Marwan was born in al-Yamama in 723. In order to pursue his career, Marwan left his family's home for Baghdad, where he quickly rose to prominence in the court circles. Marwan knew to take advantage of his position and manage his image: the specialist of Arab poetry Jamel Eddine Bencheikh describes him as "sordidly avaricious, clumsy and unscrupulous, he would arrive at the palace clad in rags, despite the enormous sums which the caliphs gave him for his poems. With a keen eye to his own advancement, he attached himself to the prominent Arab chief Ma'n ibn Za'ida. He wrote numerous works in praise of his patron, of such skill and eloquence that on one occasion the Abbasid caliphs al-Mansur and al-Mahdi are said to have taken offence at the lavish praise, and to have excluded him from their presence for one year thereafter. Nevertheless he always returned to favour, not least because he shared his family's hostility to the Alids and was a staunch propagandist of the Abbasids' legitimacy. He was assassinated in c. 797/8 under unclear circumstances. The story that his assassin was an Alid supporter angry about his attacks on their claims to the caliphate may be apocryphal, but as the historian H. Kilpatrick notes, it nevertheless "suggests the impact that his poetry had".

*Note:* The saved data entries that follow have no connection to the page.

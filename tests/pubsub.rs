mod common;

use common::{spawn_broker, TestClient};
use fastport::core::protocol::{ClientFrame, ServerFrame};
use fastport::core::session::CreateSessionOpts;

#[tokio::test]
async fn basic_pub_sub_with_ack() {
    let harness = spawn_broker().await;
    harness
        .broker
        .registry
        .create_session("s1", "pw", CreateSessionOpts::default())
        .await
        .unwrap();

    // counters are process-global and monotonic; assert on deltas
    let published_before = fastport::metrics::published();
    let delivered_before = fastport::metrics::delivered();
    let acked_before = fastport::metrics::acked();

    let mut c1 = TestClient::connect(harness.addr).await;
    let mut c2 = TestClient::connect(harness.addr).await;
    c1.init("s1", "pw").await;
    c2.init("s1", "pw").await;
    c2.subscribe("t").await;

    let response = c1.publish("t", "X", "m1").await;
    assert_eq!(
        response,
        ServerFrame::PublishResponse {
            success: true,
            message_id: Some("m1".into()),
            delivered_to: Some(1),
            error: None,
        }
    );

    match c2.recv().await {
        ServerFrame::Message {
            topic,
            data,
            hash,
            timestamp,
            message_id,
        } => {
            assert_eq!(topic, "t");
            assert_eq!(data, "X");
            assert_eq!(hash, "h");
            assert_eq!(timestamp, 1);
            assert_eq!(message_id, "m1");
        }
        other => panic!("expected message, got {other:?}"),
    }

    c2.ack("t", "m1").await;
    match c1.recv().await {
        ServerFrame::AckReceived { message_id } => assert_eq!(message_id, "m1"),
        other => panic!("expected ack_received, got {other:?}"),
    }

    // cache is empty once acked
    assert!(harness
        .broker
        .storage
        .get_message("m1")
        .await
        .unwrap()
        .is_none());
    c2.expect_silence(150).await;

    assert!(fastport::metrics::published() > published_before);
    assert!(fastport::metrics::delivered() > delivered_before);
    assert!(fastport::metrics::acked() > acked_before);
}

#[tokio::test]
async fn publish_is_never_delivered_across_sessions() {
    let harness = spawn_broker().await;
    for name in ["s1", "s2"] {
        harness
            .broker
            .registry
            .create_session(name, "pw", CreateSessionOpts::default())
            .await
            .unwrap();
    }

    let mut c_a = TestClient::connect(harness.addr).await;
    let mut c_b = TestClient::connect(harness.addr).await;
    c_a.init("s1", "pw").await;
    c_b.init("s2", "pw").await;
    c_a.subscribe("shared").await;
    c_b.subscribe("shared").await;

    let response = c_a.publish("shared", "secret", "m1").await;
    assert_eq!(
        response,
        ServerFrame::PublishResponse {
            success: true,
            message_id: Some("m1".into()),
            delivered_to: Some(0),
            error: None,
        }
    );
    c_b.expect_silence(200).await;
}

#[tokio::test]
async fn uninitialized_connection_only_gets_errors() {
    let harness = spawn_broker().await;
    harness
        .broker
        .registry
        .create_session("s1", "pw", CreateSessionOpts::default())
        .await
        .unwrap();

    let mut conn = TestClient::connect(harness.addr).await;
    conn.send(&ClientFrame::Subscribe { topic: "t".into() }).await;
    assert_eq!(conn.recv().await, ServerFrame::error("Not initialized"));

    conn.send(&ClientFrame::Publish {
        topic: "t".into(),
        data: "X".into(),
        hash: "h".into(),
        timestamp: 1,
        message_id: "m1".into(),
    })
    .await;
    assert_eq!(conn.recv().await, ServerFrame::error("Not initialized"));

    // no side effects: a real subscriber sees nothing from the rejected frames
    assert!(harness
        .broker
        .storage
        .get_message("m1")
        .await
        .unwrap()
        .is_none());
    assert!(harness.broker.index.subscribers_of("s1", "t").is_empty());
}

#[tokio::test]
async fn wrong_password_keeps_connection_in_new_state() {
    let harness = spawn_broker().await;
    harness
        .broker
        .registry
        .create_session("s1", "pw", CreateSessionOpts::default())
        .await
        .unwrap();

    let mut conn = TestClient::connect(harness.addr).await;
    conn.send(&ClientFrame::Init {
        session_name: "s1".into(),
        password: "nope".into(),
        user_id: None,
    })
    .await;
    match conn.recv().await {
        ServerFrame::InitResponse { success, error } => {
            assert!(!success);
            assert_eq!(error.as_deref(), Some("authentication failed"));
        }
        other => panic!("unexpected {other:?}"),
    }

    // connection is still open and still gated
    conn.send(&ClientFrame::Subscribe { topic: "t".into() }).await;
    assert_eq!(conn.recv().await, ServerFrame::error("Not initialized"));

    // and a correct init still works on the same connection
    conn.init("s1", "pw").await;
}

#[tokio::test]
async fn unsubscribe_before_publish_excludes_subscriber() {
    let harness = spawn_broker().await;
    harness
        .broker
        .registry
        .create_session("s1", "pw", CreateSessionOpts::default())
        .await
        .unwrap();

    let mut c1 = TestClient::connect(harness.addr).await;
    let mut c2 = TestClient::connect(harness.addr).await;
    c1.init("s1", "pw").await;
    c2.init("s1", "pw").await;
    c2.subscribe("t").await;

    c2.send(&ClientFrame::Unsubscribe { topic: "t".into() }).await;
    match c2.recv().await {
        ServerFrame::UnsubscribeResponse { success: true, .. } => {}
        other => panic!("unexpected {other:?}"),
    }

    let response = c1.publish("t", "X", "m1").await;
    assert_eq!(
        response,
        ServerFrame::PublishResponse {
            success: true,
            message_id: Some("m1".into()),
            delivered_to: Some(0),
            error: None,
        }
    );
    c2.expect_silence(200).await;
}

#[tokio::test]
async fn publish_without_audience_caches_nothing() {
    let harness = spawn_broker().await;
    harness
        .broker
        .registry
        .create_session("s1", "pw", CreateSessionOpts::default())
        .await
        .unwrap();

    let mut c1 = TestClient::connect(harness.addr).await;
    c1.init("s1", "pw").await;

    let response = c1.publish("empty", "X", "m1").await;
    assert_eq!(
        response,
        ServerFrame::PublishResponse {
            success: true,
            message_id: Some("m1".into()),
            delivered_to: Some(0),
            error: None,
        }
    );
    assert!(harness
        .broker
        .storage
        .get_message("m1")
        .await
        .unwrap()
        .is_none());
    assert!(!harness.broker.retry.has_timer("m1"));
}

#[tokio::test]
async fn sender_is_excluded_from_its_own_fanout() {
    let harness = spawn_broker().await;
    harness
        .broker
        .registry
        .create_session("s1", "pw", CreateSessionOpts::default())
        .await
        .unwrap();

    let mut c1 = TestClient::connect(harness.addr).await;
    c1.init("s1", "pw").await;
    c1.subscribe("t").await;

    let response = c1.publish("t", "X", "m1").await;
    assert_eq!(
        response,
        ServerFrame::PublishResponse {
            success: true,
            message_id: Some("m1".into()),
            delivered_to: Some(0),
            error: None,
        }
    );
    c1.expect_silence(150).await;
}

#[tokio::test]
async fn unknown_frame_marker_gets_error_reply() {
    let harness = spawn_broker().await;
    let mut conn = TestClient::connect(harness.addr).await;

    // length-prefixed frame with an unassigned marker byte
    conn.send_raw(&[0, 0, 0, 1, 0x7f]).await;
    assert_eq!(conn.recv().await, ServerFrame::error("Unknown message type"));

    // malformed JSON is an inline error, not a disconnect
    let bad = [&[0u8, 0, 0, 4][..], &[0x01, b'{', b'x', b'!'][..]].concat();
    conn.send_raw(&bad).await;
    assert_eq!(conn.recv().await, ServerFrame::error("Malformed frame"));
}
//! Configuration module for fastPort.
//!
//! Loads a structured TOML file into strongly-typed structs using
//! `serde` + `toml`, then applies environment overrides for the handful
//! of keys operators set at deploy time.
//!
//! # Example `fastport.toml`
//! ```toml
//! [server]
//! bind_addr        = "0.0.0.0:7600"
//! max_payload_size = 16_777_216   # frame cap, text and binary alike
//!
//! [storage]
//! backend = "memory"              # "memory" | "sqlite"
//! path    = "fastport.db"         # sqlite only
//!
//! [cleanup]
//! interval_s = 60                 # expiry sweep cadence
//!
//! [notifier]
//! deadline_ms = 5_000             # offline-push batch deadline
//! ```
//!
//! Recognized environment keys: `PORT`, `MAX_PAYLOAD_SIZE`, `DB_TYPE`,
//! `CLEANUP_INTERVAL_S`, `API_RATE_LIMIT` (adapter concern, carried but
//! unused by the core). Unknown keys are ignored.

use serde::Deserialize;
use std::{fs, path::Path};

#[derive(Debug, Deserialize, Clone)]
#[serde(default)]
pub struct ServerConfig {
    pub bind_addr: String,
    /// Frame cap for both text JSON and binary chunks; oversize frames
    /// close the connection.
    pub max_payload_size: usize,
    /// Outbound queue depth per connection; full queues drop frames.
    pub outbound_queue: usize,
}

impl Default for ServerConfig {
    fn default() -> Self {
        ServerConfig {
            bind_addr: "0.0.0.0:7600".into(),
            max_payload_size: 16 * 1024 * 1024,
            outbound_queue: 1024,
        }
    }
}

#[derive(Debug, Deserialize, Clone, Copy, PartialEq, Eq)]
#[serde(rename_all = "snake_case")]
pub enum StorageBackend {
    Memory,
    Sqlite,
}

#[derive(Debug, Deserialize, Clone)]
#[serde(default)]
pub struct StorageConfig {
    pub backend: StorageBackend,
    /// Database file, sqlite backend only.
    pub path: String,
}

impl Default for StorageConfig {
    fn default() -> Self {
        StorageConfig {
            backend: StorageBackend::Memory,
            path: "fastport.db".into(),
        }
    }
}

#[derive(Debug, Deserialize, Clone)]
#[serde(default)]
pub struct CleanupConfig {
    /// How often the expiry sweep runs, in seconds.
    pub interval_s: u64,
}

impl Default for CleanupConfig {
    fn default() -> Self {
        CleanupConfig { interval_s: 60 }
    }
}

#[derive(Debug, Deserialize, Clone)]
#[serde(default)]
pub struct NotifierConfig {
    /// Total deadline for one offline-push batch, in milliseconds.
    pub deadline_ms: u64,
}

impl Default for NotifierConfig {
    fn default() -> Self {
        NotifierConfig { deadline_ms: 5_000 }
    }
}

#[derive(Debug, Deserialize, Clone, Default)]
#[serde(default)]
pub struct Config {
    pub server: ServerConfig,
    pub storage: StorageConfig,
    pub cleanup: CleanupConfig,
    pub notifier: NotifierConfig,
    /// Requests/second hint for an admin adapter; the core ignores it.
    pub api_rate_limit: Option<u64>,
}

/// Load configuration from a TOML file into `Config`.
pub fn load_config<P: AsRef<Path>>(path: P) -> Result<Config, anyhow::Error> {
    let raw: String = fs::read_to_string(&path)?;
    let cfg: Config = toml::from_str(&raw)?;
    Ok(cfg)
}

impl Config {
    /// Applies recognized environment overrides on top of the file (or
    /// default) configuration. Malformed values are ignored with the
    /// file value left in place.
    pub fn apply_env(mut self) -> Self {
        if let Ok(port) = std::env::var("PORT") {
            if let Ok(port) = port.parse::<u16>() {
                let host = self
                    .server
                    .bind_addr
                    .rsplit_once(':')
                    .map(|(host, _)| host.to_string())
                    .unwrap_or_else(|| "0.0.0.0".into());
                self.server.bind_addr = format!("{host}:{port}");
            }
        }
        if let Ok(size) = std::env::var("MAX_PAYLOAD_SIZE") {
            if let Ok(size) = size.parse::<usize>() {
                self.server.max_payload_size = size;
            }
        }
        if let Ok(db) = std::env::var("DB_TYPE") {
            match db.to_ascii_lowercase().as_str() {
                "memory" => self.storage.backend = StorageBackend::Memory,
                "sqlite" => self.storage.backend = StorageBackend::Sqlite,
                _ => {}
            }
        }
        // both spellings of the seconds suffix are seen in the wild
        let cleanup = std::env::var("CLEANUP_INTERVAL_S")
            .or_else(|_| std::env::var("CLEANUP_INTERVAL_s"));
        if let Ok(interval) = cleanup {
            if let Ok(interval) = interval.parse::<u64>() {
                self.cleanup.interval_s = interval;
            }
        }
        if let Ok(limit) = std::env::var("API_RATE_LIMIT") {
            if let Ok(limit) = limit.parse::<u64>() {
                self.api_rate_limit = Some(limit);
            }
        }
        self
    }
}

#[cfg(test)]
mod tests {
    use super::*;

    #[test]
    fn defaults_are_sane() {
        let cfg = Config::default();
        assert_eq!(cfg.server.bind_addr, "0.0.0.0:7600");
        assert_eq!(cfg.storage.backend, StorageBackend::Memory);
        assert_eq!(cfg.cleanup.interval_s, 60);
    }

    #[test]
    fn partial_toml_fills_defaults() {
        let cfg: Config = toml::from_str(
            r#"
            [server]
            bind_addr = "127.0.0.1:9000"

            [storage]
            backend = "sqlite"
            "#,
        )
        .unwrap();
        assert_eq!(cfg.server.bind_addr, "127.0.0.1:9000");
        assert_eq!(cfg.server.max_payload_size, 16 * 1024 * 1024);
        assert_eq!(cfg.storage.backend, StorageBackend::Sqlite);
        assert_eq!(cfg.storage.path, "fastport.db");
    }
}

His brother Idris also wrote poetry, but it was Marwan's grandson, Marwan ibn Abi al-Janub, who was the last notable poet of the family.

==Assessment==
Bencheikh considers Marwan "a great classical poet" and "a master of the well-turned utterance", with a "supple and lexically straightforward vocabulary" and "clear syntax" that lent themselves to striking formulations in his panegyrics. According to H. Kilpatrick, he was "a master of the classical style associated with the great Umayyad panegyrists".

He was meticulous in the composition and preparation of his poems, first showing them to grammarians to improve his language. Indeed, his knowledge of Arabic was deficient; the strict philologist al-Asma'i (d. 828/833) scorned him as a half-Arab (muwallad) who never properly learned the language, and anecdotes tell of his giving incorrect explanations of words. At the same time, this was typical of the poets of his time, and did not prevent other philologists from praising his work: Ibn al-A'rabi (d. 846) considered him the last of the great poets. The bulk of his work is panegyric or elegiac in nature, but a few compositions on private, everyday affairs, have also survived.

==Sources==
- Kilpatrick, H. (1998). "Marwān ibn Abī Ḥafṣa (105–c.182/723–c.798)"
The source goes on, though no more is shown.